He also reported some of what he learned from his conversations with people who attended the recent summit of the Shanghai Cooperation Organization.

“Three key topics were discussed:

–   Non-dollar finance

–   Military cooperation

–   New trade rules

Premier Modi was strategically absent.

Note: It is important to understand that the SCO is seen as a security organization, not quite like NATO yet, but its activities primarily focus on security. Initially centered on establishing border security between China and the republics of the former USSR, its scope has expanded to include trade security, economic security, cyber security, etc. The BRICS is primarily focused on trade, and the SCO – on security; there’s some overlap between the two.

Regarding the first topic – non-dollar finance – several key projects were addressed. Work involved allocating funds, personnel, and other resources to:

  1. BRICS Bridge: Consensus was reached to proceed with using the ‘BRICS Bridge’ to replace the USD in all military and arms trade among member states.

The BRICS Bridge purportedly utilizes gold-based digital tokens and other derivatives as a medium for transactions involving any combination of currencies, including digital currencies, with a focus on CBDCs. Notably, pilot transactions have already begun for trading energy, commodities, and arms, mostly at the level of single-digit millions.

This system employs highly secure, permissionless, and trustless blockchain technology, likely based on Ethereum (ETH), including smart contracts and various types of mixers to obfuscate transacting entities’ identities for a fee.

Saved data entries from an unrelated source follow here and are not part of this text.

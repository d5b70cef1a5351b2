//! Renderer

use crate::buffer::{RenderingBuffer, BPP};
use crate::color::Rgb8;
use crate::error::{Error, Result};
use crate::geometry::Polygon;
use crate::sample::{Supersampler, SAMPLES_PER_PIXEL, MAX_SAMPLES_PER_PIXEL};
use crate::shade::shade;
use crate::Shape;

use rayon::prelude::*;

/// Rendering options
#[derive(Debug,Copy,Clone,PartialEq,Eq)]
pub struct RenderOptions {
    /// Samples along each axis of a pixel
    pub samples: usize,
    /// Render rows on the rayon thread pool
    pub parallel: bool,
}

impl Default for RenderOptions {
    fn default() -> Self {
        RenderOptions { samples: SAMPLES_PER_PIXEL, parallel: false }
    }
}

impl RenderOptions {
    pub fn samples(mut self, samples: usize) -> Self {
        self.samples = samples;
        self
    }
    pub fn parallel(mut self, parallel: bool) -> Self {
        self.parallel = parallel;
        self
    }
}

/// Render a single row `y`, padding bytes are left untouched
fn render_row<S: Shape>(row: &mut [u8], y: usize, width: usize,
                        shape: &S, ss: &Supersampler, fill: Rgb8) {
    for (x, px) in row[.. width * BPP].chunks_exact_mut(BPP).enumerate() {
        let c = shade(ss.coverage(shape, x, y), fill);
        px.copy_from_slice(&c.bgr());
    }
    log::trace!("row {} done", y);
}

fn check_dimension(name: &'static str, v: usize) -> Result<()> {
    if v == 0 {
        return Err(Error::InvalidDimension { name, value: v.to_string() });
    }
    Ok(())
}

/// Render `shape` filled with `fill` over a white background
///
/// Every pixel of the `width` x `height` image is supersampled and shaded
///   into a padded (B,G,R) buffer.  With `opts.parallel` rows are spread
///   over threads; the output is identical either way.
pub fn render_shape<S>(shape: &S, width: usize, height: usize,
                       fill: Rgb8, opts: &RenderOptions) -> Result<RenderingBuffer>
    where S: Shape + Sync
{
    check_dimension("width", width)?;
    check_dimension("height", height)?;
    if opts.samples == 0 || opts.samples > MAX_SAMPLES_PER_PIXEL {
        return Err(Error::Samples(opts.samples));
    }
    let ss = Supersampler::new(opts.samples);
    let mut rbuf = RenderingBuffer::new(width, height);
    let stride = rbuf.stride;
    log::debug!("render {}x{} stride {} samples {}x{} parallel {}",
                width, height, stride, opts.samples, opts.samples, opts.parallel);
    if opts.parallel {
        rbuf.data.par_chunks_mut(stride)
            .enumerate()
            .for_each(|(y, row)| render_row(row, y, width, shape, &ss, fill));
    } else {
        for (y, row) in rbuf.data.chunks_mut(stride).enumerate() {
            render_row(row, y, width, shape, &ss, fill);
        }
    }
    Ok(rbuf)
}

/// Render the diamond inscribed in a `width` x `height` image
pub fn render_diamond(width: usize, height: usize, fill: Rgb8,
                      opts: &RenderOptions) -> Result<RenderingBuffer> {
    let shape = Polygon::diamond(width, height);
    log::debug!("diamond {:?}", shape.vertices());
    render_shape(&shape, width, height, fill, opts)
}

#[cfg(test)]
mod tests {
    use super::*;

    #[test]
    fn red_4x4() {
        let rbuf = render_diamond(4, 4, Rgb8::new(255,0,0), &RenderOptions::default()).unwrap();
        let expected : [u8; 48] = [
            255,255,255,  95, 95,255, 191,191,255, 255,255,255,
             95, 95,255,   0,  0,255,  63, 63,255, 255,255,255,
            191,191,255,  63, 63,255,  95, 95,255, 255,255,255,
            255,255,255, 255,255,255, 255,255,255, 255,255,255,
        ];
        assert_eq!(&rbuf.data[..], &expected[..]);
    }
    #[test]
    fn parallel_matches_sequential() {
        let fill = Rgb8::new(0x30, 0x80, 0x10);
        for &(w,h) in [(1,1),(5,3),(17,11),(64,33)].iter() {
            let opts = RenderOptions::default();
            let a = render_diamond(w, h, fill, &opts).unwrap();
            let b = render_diamond(w, h, fill, &opts.parallel(true)).unwrap();
            assert_eq!(a, b, "{}x{}", w, h);
        }
    }
    #[test]
    fn padding_stays_zero() {
        let rbuf = render_diamond(5, 7, Rgb8::black(), &RenderOptions::default()).unwrap();
        for row in rbuf.rows() {
            assert_eq!(row.len(), 16);
            assert_eq!(row[15], 0);
        }
    }
    #[test]
    fn rejects_zero() {
        let fill = Rgb8::black();
        let opts = RenderOptions::default();
        assert!(matches!(render_diamond(0, 4, fill, &opts),
                         Err(Error::InvalidDimension { name: "width", .. })));
        assert!(matches!(render_diamond(4, 0, fill, &opts),
                         Err(Error::InvalidDimension { name: "height", .. })));
    }
    #[test]
    fn samples_bounded() {
        let fill = Rgb8::black();
        let opts = RenderOptions::default();
        for &n in [0, MAX_SAMPLES_PER_PIXEL + 1, 65536, 1 << 20].iter() {
            match render_diamond(4, 4, fill, &opts.samples(n)) {
                Err(Error::Samples(v)) => assert_eq!(v, n),
                other => panic!("{} samples gave {:?}", n, other),
            }
        }
        let rbuf = render_diamond(1, 1, fill, &opts.samples(MAX_SAMPLES_PER_PIXEL)).unwrap();
        assert_eq!(rbuf.get((0,0)), fill);
    }
    #[test]
    fn more_samples_same_interior() {
        let fill = Rgb8::new(200, 10, 10);
        let a = render_diamond(21, 21, fill, &RenderOptions::default()).unwrap();
        let b = render_diamond(21, 21, fill, &RenderOptions::default().samples(8)).unwrap();
        assert_eq!(a.get((10,10)), fill);
        assert_eq!(b.get((10,10)), fill);
        assert_eq!(a.get((0,0)), Rgb8::white());
        assert_eq!(b.get((0,0)), Rgb8::white());
    }
}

It’s confusing, but one interesting feature of BRICS bridge is the ability to transact via SWIFT as well. The infrastructure is reportedly developed in Solidity, with engineering conducted concurrently by multiple ‘very agile’ teams across different countries under the coordination of a ‘prominent software and hardware corporation.’

  1. New Non-dollar Finance Mechanics: A significant discussion revolved around establishing a new risk-free standard to replace T-bills as a risk-free asset. This problem is seen by many as the most difficult to solve. In June, during the recent BRICS meeting of foreign ministers, several technical proposals on the topic were presented to the finance working group.

There was some informational ‘echo’ that one could observe; most notably (I’m quoting from the sources linked):

  1. July 4, President of Belarus, whose country has just become a full member of the SOC, suggested stepping up practical interaction across the entire complex agenda of the Shanghai Cooperation Organization. He suggested starting with finance.

‘As a priority matter, Belarus sees the creation of a mechanism for bilateral payments using national currencies and the creation of a collective financial institution of the Shanghai Cooperation Organization,’ he stated. The president noted that Shanghai Cooperation Organization countries account for a considerable share of the world’s population and the world’s GDP. ‘Only our organization includes two most powerful leaders – China and the Russian Federation. And we still have this awe for the  US dollar. Well, let’s finally take certain steps in order to reduce dependence on the dollars. And you will see how those, who wave around the dollar club, understand that things can no longer continue like that. We see all of it but we don’t take action. While people are waiting,’ the Belarusian leader noted.

  1. July 3, One of Russia’s key bankers, Andrey Kostin, suggested that all cross-border transaction work be conducted in strict confidentiality:

‘I see very clearly how each of our appearances, especially with such coverage, prompts someone in the US Embassy, perhaps the Second Secretary, to sit and record everything. We’ve observed that regardless of the steps we take, their reaction is very swift,’ noted Mr. Kostin, speaking at the Financial Congress of the Bank of Russia, streamed on the bank’s YouTube channel. ‘Whenever VTB representatives discuss international settlements, a delegation promptly arrives and begins pressuring local authorities about what they shouldn’t do. How many times have I been asked, “What’s happening in China?” Our response has always been, “Everything is fine for us in China.” Then, on June 12, we faced new special sanctions against our bank in Shanghai,’ added the head of VTB.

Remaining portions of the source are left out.